Plaintiff timely filed her Amended Complaint on June 24, 2025. (ECF No. 7). On July 14, 2025, Plaintiff submitted a supplement to her Amended Complaint. (ECF No. 8). In Claim One, Plaintiff alleges that on March 16, 2025, she was taken into custody at the City of Johnson exit from Interstate 49. (ECF No. 7 at 4). She indicates Defendant Smith, with the Johnson Police Department (“JPD”), place the handcuffs on her “too tight” causing “purple prints” on her wrists. Id. She was taken to the Washington County Detention Center (“WCDC”), and Defendants Cunningham and Holmes saw the prints when she was in the medical room at the WCDC. Id. She maintains both were smiling and just allowed her to be booked. Id.
2 Next, Plaintiff alleges she was placed in a very cold cell without a blanket or shoes for fifteen hours. (ECF No. 7 at 4). She maintains this constituted excessive cruelty. Id. She indicates she was wearing thick socks, capri pants, and a t-shirt while she was forced to sit on a “cement bench/floor.” Id. She also maintains Defendant Holmes was smiling when he asked
her if she knew where she was. Id. While she was in the cell, Plaintiff alleges Defendants Newsom and Miller took “some” of her toilet paper away as she tried to place it on the floor or bench. (ECF No. 7 at 4). Plaintiff mentions she had been at the WCDC several times due to unjust charges of terroristic threatening and violation of a protective order during which they would place handcuffs and ankle cuffs on her in such a way that she could barely walk. Id. Plaintiff alleges the March 16, 2025, arrest constituted her thirteenth unjust arrest. (ECF No. 7 at 4). Because she was upset, Plaintiff states her blood pressure went up to 214/137 and stayed that way. Id. After fifteen hours, she was taken to the emergency room. Id. Finally, Plaintiff discusses periods of time in 2011 when she was incarcerated in the WCDC and attaches
a diary she kept at that time. Id. at 5. In Claim Two, Plaintiff brings a conditions of confinement claim. (ECF No. 7 at 5).

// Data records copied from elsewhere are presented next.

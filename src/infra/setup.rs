use std::fs::File;
use std::sync::Arc;

use secrecy::ExposeSecret;
use tracing_subscriber::{EnvFilter, fmt, layer::SubscriberExt, util::SubscriberInitExt};

use crate::{
    application::use_cases::{
        billing_method::{BillingMethodRepo, BillingMethodUseCases},
        gateway_router::GatewayRouter,
        ledger::{LedgerUseCases, TransactionRepo},
        pricing::{CouponRepo, GoodsRepo, PricingUseCases},
        scheduler::RenewalScheduler,
        subscription::{
            RenewalIntentRepo, SubscriptionLogRepo, SubscriptionRepo, SubscriptionUseCases,
        },
    },
    infra::{
        config::AppConfig, crypto::SecretCipher, dummy_gateway::DummyGateway,
        postgres_persistence,
    },
};

/// Fully wired engine: every use-case struct plus the scheduler, sharing one
/// persistence layer.
pub struct EngineState {
    pub config: Arc<AppConfig>,
    pub pricing: Arc<PricingUseCases>,
    pub ledger: Arc<LedgerUseCases>,
    pub billing_methods: Arc<BillingMethodUseCases>,
    pub subscriptions: Arc<SubscriptionUseCases>,
    pub scheduler: Arc<RenewalScheduler>,
}

pub async fn init_engine() -> anyhow::Result<EngineState> {
    let config = AppConfig::from_env();

    let cipher = SecretCipher::new_from_base64(config.billing_secret_key.expose_secret())?;
    let postgres_arc = Arc::new(postgres_persistence(&config.database_url).await?);

    let goods_repo = postgres_arc.clone() as Arc<dyn GoodsRepo>;
    let coupon_repo = postgres_arc.clone() as Arc<dyn CouponRepo>;
    let tx_repo = postgres_arc.clone() as Arc<dyn TransactionRepo>;
    let billing_repo = postgres_arc.clone() as Arc<dyn BillingMethodRepo>;
    let subscription_repo = postgres_arc.clone() as Arc<dyn SubscriptionRepo>;
    let log_repo = postgres_arc.clone() as Arc<dyn SubscriptionLogRepo>;
    let intent_repo = postgres_arc.clone() as Arc<dyn RenewalIntentRepo>;

    let router = Arc::new(GatewayRouter::new().register(Arc::new(DummyGateway::new())));

    let pricing = Arc::new(PricingUseCases::new(
        goods_repo,
        coupon_repo,
        tx_repo.clone(),
    ));
    let ledger = Arc::new(LedgerUseCases::new(tx_repo));
    let billing_methods = Arc::new(BillingMethodUseCases::new(
        billing_repo.clone(),
        ledger.clone(),
        router.clone(),
        cipher,
    ));
    let subscriptions = Arc::new(SubscriptionUseCases::new(
        subscription_repo.clone(),
        log_repo,
        intent_repo.clone(),
        billing_repo,
        pricing.clone(),
        ledger.clone(),
        router,
        config.renewal_failure_policy,
    ));
    let scheduler = Arc::new(RenewalScheduler::new(
        subscriptions.clone(),
        subscription_repo,
        intent_repo,
        config.renewal_batch_size,
    ));

    Ok(EngineState {
        config: Arc::new(config),
        pricing,
        ledger,
        billing_methods,
        subscriptions,
        scheduler,
    })
}

pub fn init_tracing() {
    let filter = EnvFilter::try_from_default_env().unwrap_or_else(|_| "subcycle=debug".into());

    // Console (pretty logs)
    let console_layer = fmt::layer().with_target(false).with_level(true).pretty();

    // File (structured JSON logs)
    let file = File::create("app.log").expect("cannot create log file");
    let json_layer = fmt::layer()
        .json()
        .with_writer(file)
        .with_current_span(true)
        .with_span_list(true);

    tracing_subscriber::registry()
        .with(filter)
        .with(console_layer)
        .with(json_layer)
        .try_init()
        .ok();
}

She lists the dates of occurrence as March 16, 2025, and February 11 or 17, 2011, through approximately September 23, 2011. Id. at 6. Plaintiff references having been sent for a mental evaluation; a bad tornado in Joplin, Missouri; having kept a jail diary in 2011; filing a civil rights case in federal court against multiple defendants in 2011; being harassed by inmates and deputies; being denied medical care; and FPD officers remarking they were familiar with her background. Id. With respect to her March 16, 2025, arrest she appears to allege a conspiracy between the
3 JPD, the FPD, and the Joplin Police Department stating that all their “chiefs were aware of what is going to happen.” Id. She indicates Defendants Tabor, Rynolds, and Cantrell as well as ex- Sheriff Tim Helder, are the “most responsible ones-like” P. Kurevich and “my Jewish ex-husband” with the arrests beginning in March of 2007 extending until March of 2025. Id. She maintains
it was a “planned abuse of harassment of a single person by US law enforcement and it has to stop.” Id. She indicates she sees people all the time that commit crimes towards her, yet she is the one penalized. Id. Plaintiff references various immigrants she has met including those from Russia, Belarus, and the Ukraine. Id. at 6-7. Next, Plaintiff says she was arrested six times due to a protective order obtained in March of 2007. (ECF No. 7 at 7). She also indicates she was accused of terroristic threatening by her ex-sister-in-law, her daughter, and a Mexican friend, Artiga. Id. Plaintiff denies she said the “phrase” she was accused of using. Id. In Claim Three, Plaintiff asserts she has been harassed by the FPD, the Washington County Sheriff’s Office (“WCSO”), JPD, Defendant McCullough, KNWA, Joplin Police Department, and
P. Kurevich and her friends. (ECF No. 7 at 7). Plaintiff lists the dates of occurrence as March 16, 2025, March 18, 2007, July 22, 2009, February 11, 2011, through approximately September 23, 2011, and November of 2008, which she indicates are the dates of her arrests that she can recall. Id. Plaintiff says that Defendant McCullough harassed her until he was arrested. (ECF No. 7 at 7). After his arrest, “his juveniles” harassed her with his vehicle. Id. Inevitably when she would begin driving, Plaintiff says she would see a police vehicle behind her and receive yet another ticket. Id. Plaintiff mentions Defendants Parks, Bailey, and Crafton and indicate they
4 “never penalized Nance, but gave him a ride to his place.” Id. Plaintiff indicates Defendant Samuels refused to “help to transfer dying dog Apollo whom I watched to ER for animals but sent a cat that followed me [in a] police’s car to Wedington Animal Clinic.” Id. at 8. Next, Plaintiff alleges Defendants Sutley, Logue, Knotts, Hartsfield, Franklin, Dicus,
Oswalt, Partain, and Gentry all participated in the harassment which was “all approved by chief.” (ECF No. 7 at 8). Plaintiff indicates she was issued 13 tickets and arrested 12 times by the FPD and the WCSO. Id. She has attached as an exhibit a record she obtained from the FPD which she maintains for some unknown reason does not show all the tickets she was issued. Id. Plaintiff mentions she had a meeting with Defendant Tabor and then Mayor Jordan to stop the harassment. Id. Eventually she says she was forced out of the area. Id. She indicates her reputation was ruined; she could not obtain a job; the Russian Consulate would not intervene; and the prolonged harassment resulted in multiple emergency room visits, high blood pressure, and chest pain. Id. With respect to her inability to obtain employment, Plaintiff indicates her arrest in July of 2014 over disciplining Black juveniles resulted in no employer wanting to hire her. Id.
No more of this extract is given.